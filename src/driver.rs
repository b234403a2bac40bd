//! Cooperative frame loop: one `step_once` + redraw per scheduled frame.

use crate::config::MountConfig;
use crate::effects::EffectId;
use crate::error::EngineError;
use crate::geometry::Bounds;
use crate::scheduler::{FrameHandle, FrameQueue, FrameScheduler};
use crate::surface::RenderSurface;
use crate::system::ParticleSystem;

#[derive(Debug, Clone, Copy, PartialEq, Eq)]
pub enum DriverState {
    /// Nothing scheduled: never mounted, mounted with `none`, or the surface
    /// could not be acquired.
    Idle,
    /// A frame is pending and the pool is live.
    Running,
    /// A run was torn down; nothing is scheduled.
    Cancelled,
}

/// Binds a [`ParticleSystem`] to a host scheduler and an exclusively owned
/// surface.
///
/// Every teardown path cancels the pending frame before the pool is touched,
/// so a frame fired late is recognised as stale and ignored.
pub struct AnimationDriver<S: FrameScheduler, R: RenderSurface> {
    scheduler: S,
    surface: Option<R>,
    system: ParticleSystem,
    config: MountConfig,
    effect: EffectId,
    state: DriverState,
    pending_frame: Option<FrameHandle>,
    pending_bounds: Option<Bounds>,
    frames: u64,
}

impl<S: FrameScheduler, R: RenderSurface> AnimationDriver<S, R> {
    pub fn new(scheduler: S) -> Self {
        Self {
            scheduler,
            surface: None,
            system: ParticleSystem::new(),
            config: MountConfig::default(),
            effect: EffectId::None,
            state: DriverState::Idle,
            pending_frame: None,
            pending_bounds: None,
            frames: 0,
        }
    }

    /// Acquires the surface and starts `config`'s effect. Failure to acquire
    /// is logged and leaves the driver idle.
    pub fn mount<F>(&mut self, config: MountConfig, acquire: F)
    where
        F: FnOnce() -> Result<R, EngineError>,
    {
        if self.surface.is_some() {
            self.unmount();
        }
        // A new mount starts from scratch; only `launch` moves to Running
        self.state = DriverState::Idle;

        self.adopt(config);
        match acquire() {
            Ok(surface) => self.surface = Some(surface),
            Err(err) => {
                log::error!("overlay not started: {err}");
                return;
            }
        }
        self.launch();
    }

    /// Applies a new configuration. A different effect or color restarts the
    /// run with a fresh pool; anything else is a pass-through update.
    pub fn reconfigure(&mut self, config: MountConfig) {
        let effect_changed = config.effect_type != self.config.effect_type;
        let color_changed = config.primary_color != self.config.primary_color;
        if !effect_changed && !color_changed {
            self.config = config;
            return;
        }

        log::debug!(
            "reconfigure: {} {} -> {} {}",
            self.config.effect_type,
            self.config.primary_color,
            config.effect_type,
            config.primary_color
        );
        self.cancel();
        self.adopt(config);
        self.launch();
    }

    /// Queues new bounds. They take effect before the next tick, never mid-tick;
    /// with no tick pending they apply immediately.
    pub fn resize(&mut self, bounds: Bounds) {
        log::debug!("resize to {}x{}", bounds.width, bounds.height);
        self.pending_bounds = Some(bounds);
        if self.pending_frame.is_none() {
            self.apply_pending_bounds();
        }
    }

    /// Runs one tick for `handle`. Returns false when the frame was stale or
    /// the driver isn't running.
    pub fn on_frame(&mut self, handle: FrameHandle) -> bool {
        if self.state != DriverState::Running || self.pending_frame != Some(handle) {
            log::trace!("ignoring stale frame {}", handle.id());
            return false;
        }
        self.pending_frame = None;
        self.apply_pending_bounds();

        let Some(surface) = self.surface.as_mut() else {
            self.state = DriverState::Idle;
            return false;
        };

        self.system.step_once();
        surface.clear();
        self.system.render(surface);
        if let Err(err) = surface.present() {
            log::error!("overlay output lost, stopping: {err}");
            self.cancel();
            return false;
        }

        self.frames += 1;
        self.pending_frame = Some(self.scheduler.request_frame());
        true
    }

    /// Cancels the pending frame, discards the pool and hands the surface back.
    pub fn unmount(&mut self) -> Option<R> {
        self.cancel();
        self.pending_bounds = None;
        if self.surface.is_some() {
            self.state = DriverState::Cancelled;
        }
        self.surface.take()
    }

    fn adopt(&mut self, config: MountConfig) {
        if config.contained {
            log::warn!("contained placement is not supported; using the full viewport");
        }
        self.effect = config.resolve_effect();
        self.config = config;
    }

    fn launch(&mut self) {
        debug_assert!(self.pending_frame.is_none());
        self.apply_pending_bounds();
        let Some(surface) = self.surface.as_ref() else {
            return;
        };
        if self.effect == EffectId::None {
            return;
        }

        self.system.start(self.effect, surface.size(), self.config.primary_color);
        self.state = DriverState::Running;
        self.pending_frame = Some(self.scheduler.request_frame());
    }

    fn cancel(&mut self) {
        // Order matters: the scheduled frame goes first, then the pool
        if let Some(handle) = self.pending_frame.take() {
            self.scheduler.cancel_frame(handle);
        }
        self.system.stop();
        if self.state == DriverState::Running {
            self.state = DriverState::Cancelled;
        }
    }

    fn apply_pending_bounds(&mut self) {
        let Some(bounds) = self.pending_bounds.take() else {
            return;
        };
        let Some(surface) = self.surface.as_mut() else {
            return;
        };
        surface.resize(bounds);
        self.system.set_bounds(surface.size());
    }

    pub fn state(&self) -> DriverState {
        self.state
    }

    pub fn effect(&self) -> EffectId {
        self.effect
    }

    pub fn config(&self) -> &MountConfig {
        &self.config
    }

    pub fn system(&self) -> &ParticleSystem {
        &self.system
    }

    pub fn surface(&self) -> Option<&R> {
        self.surface.as_ref()
    }

    pub fn scheduler(&self) -> &S {
        &self.scheduler
    }

    pub fn scheduler_mut(&mut self) -> &mut S {
        &mut self.scheduler
    }

    pub fn pending_frame(&self) -> Option<FrameHandle> {
        self.pending_frame
    }

    /// Ticks completed since construction.
    pub fn frames(&self) -> u64 {
        self.frames
    }
}

impl<R: RenderSurface> AnimationDriver<FrameQueue, R> {
    /// Fires every frame that is due. Frames requested while firing wait for
    /// the next pump. Returns how many ticks ran.
    pub fn pump(&mut self) -> usize {
        let due = self.scheduler.take_due();
        let mut ran = 0;
        for handle in due {
            if self.on_frame(handle) {
                ran += 1;
            }
        }
        ran
    }
}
--------------------------------
◆ **Exercise prompt**: Retype the data. Every line must match the original exactly.

◆ **Answer space**:
filename src/driver.rs
repository b234403a2bac40bd
//! Cooperative frame loop: one `step_once` + redraw per scheduled frame.

use crate::config::MountConfig;
use crate::effects::EffectId;
use crate::error::EngineError;
use crate::geometry::Bounds;
use crate::scheduler::{FrameHandle, FrameQueue, FrameScheduler};
use crate::surface::RenderSurface;
use crate::system::ParticleSystem;

#[derive(Debug, Clone, Copy, PartialEq, Eq)]
pub enum DriverState {
    /// Nothing scheduled: never mounted, mounted with `none`, or the surface
    /// could not be acquired.
    Idle,
    /// A frame is pending and the pool is live.
    Running,
    /// A run was torn down; nothing is scheduled.
    Cancelled,
}

/// Binds a [`ParticleSystem`] to a host scheduler and an exclusively owned
/// surface.
///
/// Every teardown path cancels the pending frame before the pool is touched,
/// so a frame fired late is recognised as stale and ignored.
pub struct AnimationDriver<S: FrameScheduler, R: RenderSurface> {
    scheduler: S,
    surface: Option<R>,
    system: ParticleSystem,
    config: MountConfig,
    effect: EffectId,
    state: DriverState,
    pending_frame: Option<FrameHandle>,
    pending_bounds: Option<Bounds>,
    frames: u64,
}

impl<S: FrameScheduler, R: RenderSurface> AnimationDriver<S, R> {
    pub fn new(scheduler: S) -> Self {
        Self {
            scheduler,
            surface: None,
            system: ParticleSystem::new(),
            config: MountConfig::default(),
            effect: EffectId::None,
            state: DriverState::Idle,
            pending_frame: None,
            pending_bounds: None,
            frames: 0,
        }
    }

    /// Acquires the surface and starts `config`'s effect. Failure to acquire
    /// is logged and leaves the driver idle.
    pub fn mount<F>(&mut self, config: MountConfig, acquire: F)
    where
        F: FnOnce() -> Result<R, EngineError>,
    {
        if self.surface.is_some() {
            self.unmount();
        }
        // A new mount starts from scratch; only `launch` moves to Running
        self.state = DriverState::Idle;

        self.adopt(config);
        match acquire() {
            Ok(surface) => self.surface = Some(surface),
            Err(err) => {
                log::error!("overlay not started: {err}");
                return;
            }
        }
        self.launch();
    }

    /// Applies a new configuration. A different effect or color restarts the
    /// run with a fresh pool; anything else is a pass-through update.
    pub fn reconfigure(&mut self, config: MountConfig) {
        let effect_changed = config.effect_type != self.config.effect_type;
        let color_changed = config.primary_color != self.config.primary_color;
        if !effect_changed && !color_changed {
            self.config = config;
            return;
        }

        log::debug!(
            "reconfigure: {} {} -> {} {}",
            self.config.effect_type,
            self.config.primary_color,
            config.effect_type,
            config.primary_color
        );
        self.cancel();
        self.adopt(config);
        self.launch();
    }

    /// Queues new bounds. They take effect before the next tick, never mid-tick;
    /// with no tick pending they apply immediately.
    pub fn resize(&mut self, bounds: Bounds) {
        log::debug!("resize to {}x{}", bounds.width, bounds.height);
        self.pending_bounds = Some(bounds);
        if self.pending_frame.is_none() {
            self.apply_pending_bounds();
        }
    }

    /// Runs one tick for `handle`. Returns false when the frame was stale or
    /// the driver isn't running.
    pub fn on_frame(&mut self, handle: FrameHandle) -> bool {
        if self.state != DriverState::Running || self.pending_frame != Some(handle) {
            log::trace!("ignoring stale frame {}", handle.id());
            return false;
        }
        self.pending_frame = None;
        self.apply_pending_bounds();

        let Some(surface) = self.surface.as_mut() else {
            self.state = DriverState::Idle;
            return false;
        };

        self.system.step_once();
        surface.clear();
        self.system.render(surface);
        if let Err(err) = surface.present() {
            log::error!("overlay output lost, stopping: {err}");
            self.cancel();
            return false;
        }

        self.frames += 1;
        self.pending_frame = Some(self.scheduler.request_frame());
        true
    }

    /// Cancels the pending frame, discards the pool and hands the surface back.
    pub fn unmount(&mut self) -> Option<R> {
        self.cancel();
        self.pending_bounds = None;
        if self.surface.is_some() {
            self.state = DriverState::Cancelled;
        }
        self.surface.take()
    }

    fn adopt(&mut self, config: MountConfig) {
        if config.contained {
            log::warn!("contained placement is not supported; using the full viewport");
        }
        self.effect = config.resolve_effect();
        self.config = config;
    }

    fn launch(&mut self) {
        debug_assert!(self.pending_frame.is_none());
        self.apply_pending_bounds();
        let Some(surface) = self.surface.as_ref() else {
            return;
        };
        if self.effect == EffectId::None {
            return;
        }

        self.system.start(self.effect, surface.size(), self.config.primary_color);
        self.state = DriverState::Running;
        self.pending_frame = Some(self.scheduler.request_frame());
    }

    fn cancel(&mut self) {
        // Order matters: the scheduled frame goes first, then the pool
        if let Some(handle) = self.pending_frame.take() {
            self.scheduler.cancel_frame(handle);
        }
        self.system.stop();
        if self.state == DriverState::Running {
            self.state = DriverState::Cancelled;
        }
    }

    fn apply_pending_bounds(&mut self) {
        let Some(bounds) = self.pending_bounds.take() else {
            return;
        };
        let Some(surface) = self.surface.as_mut() else {
            return;
        };
        surface.resize(bounds);
        self.system.set_bounds(surface.size());
    }

    pub fn state(&self) -> DriverState {
        self.state
    }

    pub fn effect(&self) -> EffectId {
        self.effect
    }

    pub fn config(&self) -> &MountConfig {
        &self.config
    }

    pub fn system(&self) -> &ParticleSystem {
        &self.system
    }

    pub fn surface(&self) -> Option<&R> {
        self.surface.as_ref()
    }

    pub fn scheduler(&self) -> &S {
        &self.scheduler
    }

    pub fn scheduler_mut(&mut self) -> &mut S {
        &mut self.scheduler
    }

    pub fn pending_frame(&self) -> Option<FrameHandle> {
        self.pending_frame
    }

    /// Ticks completed since construction.
    pub fn frames(&self) -> u64 {
        self.frames
    }
}

impl<R: RenderSurface> AnimationDriver<FrameQueue, R> {
    /// Fires every frame that is due. Frames requested while firing wait for
    /// the next pump. Returns how many ticks ran.
    pub fn pump(&mut self) -> usize {
        let due = self.scheduler.take_due();
        let mut ran = 0;
        for handle in due {
            if self.on_frame(handle) {
                ran += 1;
            }
        }
        ran
    }
}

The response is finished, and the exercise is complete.